*** Opening of Source records ***

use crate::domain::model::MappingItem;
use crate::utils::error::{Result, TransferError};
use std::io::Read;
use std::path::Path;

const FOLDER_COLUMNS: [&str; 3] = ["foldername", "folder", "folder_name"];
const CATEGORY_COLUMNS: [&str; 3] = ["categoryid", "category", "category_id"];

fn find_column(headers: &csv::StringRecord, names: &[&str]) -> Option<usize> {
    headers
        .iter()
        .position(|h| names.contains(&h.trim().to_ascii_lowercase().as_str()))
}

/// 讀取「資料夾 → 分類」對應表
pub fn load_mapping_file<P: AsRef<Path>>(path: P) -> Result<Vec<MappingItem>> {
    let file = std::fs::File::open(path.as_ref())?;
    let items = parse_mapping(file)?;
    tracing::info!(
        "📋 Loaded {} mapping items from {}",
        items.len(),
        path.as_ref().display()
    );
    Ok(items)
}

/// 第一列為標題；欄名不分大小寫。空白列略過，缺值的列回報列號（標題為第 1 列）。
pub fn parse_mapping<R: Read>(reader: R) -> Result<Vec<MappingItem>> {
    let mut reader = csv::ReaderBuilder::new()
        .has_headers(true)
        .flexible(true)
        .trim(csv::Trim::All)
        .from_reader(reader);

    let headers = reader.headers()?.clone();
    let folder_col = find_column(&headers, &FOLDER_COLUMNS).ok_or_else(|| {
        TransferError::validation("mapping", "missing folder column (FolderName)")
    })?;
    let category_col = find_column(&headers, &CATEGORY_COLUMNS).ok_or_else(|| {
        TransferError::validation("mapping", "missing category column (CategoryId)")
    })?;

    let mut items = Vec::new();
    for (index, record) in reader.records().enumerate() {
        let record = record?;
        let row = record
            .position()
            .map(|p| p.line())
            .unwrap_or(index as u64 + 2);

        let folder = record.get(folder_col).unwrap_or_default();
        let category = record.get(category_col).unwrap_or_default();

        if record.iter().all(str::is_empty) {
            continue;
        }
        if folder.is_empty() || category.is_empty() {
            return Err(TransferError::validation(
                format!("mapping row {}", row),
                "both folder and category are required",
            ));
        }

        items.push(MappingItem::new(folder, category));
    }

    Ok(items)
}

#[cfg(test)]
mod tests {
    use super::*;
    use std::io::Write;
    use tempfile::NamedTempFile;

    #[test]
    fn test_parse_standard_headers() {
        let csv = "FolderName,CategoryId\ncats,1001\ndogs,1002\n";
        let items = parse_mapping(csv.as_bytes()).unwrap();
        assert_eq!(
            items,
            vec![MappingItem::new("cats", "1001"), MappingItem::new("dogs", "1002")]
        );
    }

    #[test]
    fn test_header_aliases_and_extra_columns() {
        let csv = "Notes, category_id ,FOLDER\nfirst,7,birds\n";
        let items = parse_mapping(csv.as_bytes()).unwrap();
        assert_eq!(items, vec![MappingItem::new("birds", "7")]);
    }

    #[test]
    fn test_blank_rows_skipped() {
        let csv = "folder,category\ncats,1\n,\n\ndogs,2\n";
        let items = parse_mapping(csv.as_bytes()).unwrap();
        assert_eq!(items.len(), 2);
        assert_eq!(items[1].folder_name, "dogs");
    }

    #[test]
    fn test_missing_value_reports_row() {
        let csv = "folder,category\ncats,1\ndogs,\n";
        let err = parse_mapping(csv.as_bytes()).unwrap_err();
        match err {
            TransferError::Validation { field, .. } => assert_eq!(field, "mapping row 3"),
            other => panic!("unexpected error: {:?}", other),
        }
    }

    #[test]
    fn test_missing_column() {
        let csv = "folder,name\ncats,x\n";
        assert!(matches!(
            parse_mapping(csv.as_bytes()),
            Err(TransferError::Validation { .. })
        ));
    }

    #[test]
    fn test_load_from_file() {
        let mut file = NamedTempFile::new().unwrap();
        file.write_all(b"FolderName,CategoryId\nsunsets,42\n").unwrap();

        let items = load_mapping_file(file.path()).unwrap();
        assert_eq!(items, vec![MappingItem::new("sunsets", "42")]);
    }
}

*** Close of Source records ***

What needs to be done: Display every line of the listing that contains the string "names".

Exercise solution:
fn find_column(headers: &csv::StringRecord, names: &[&str]) -> Option<usize> {
        .position(|h| names.contains(&h.trim().to_ascii_lowercase().as_str()))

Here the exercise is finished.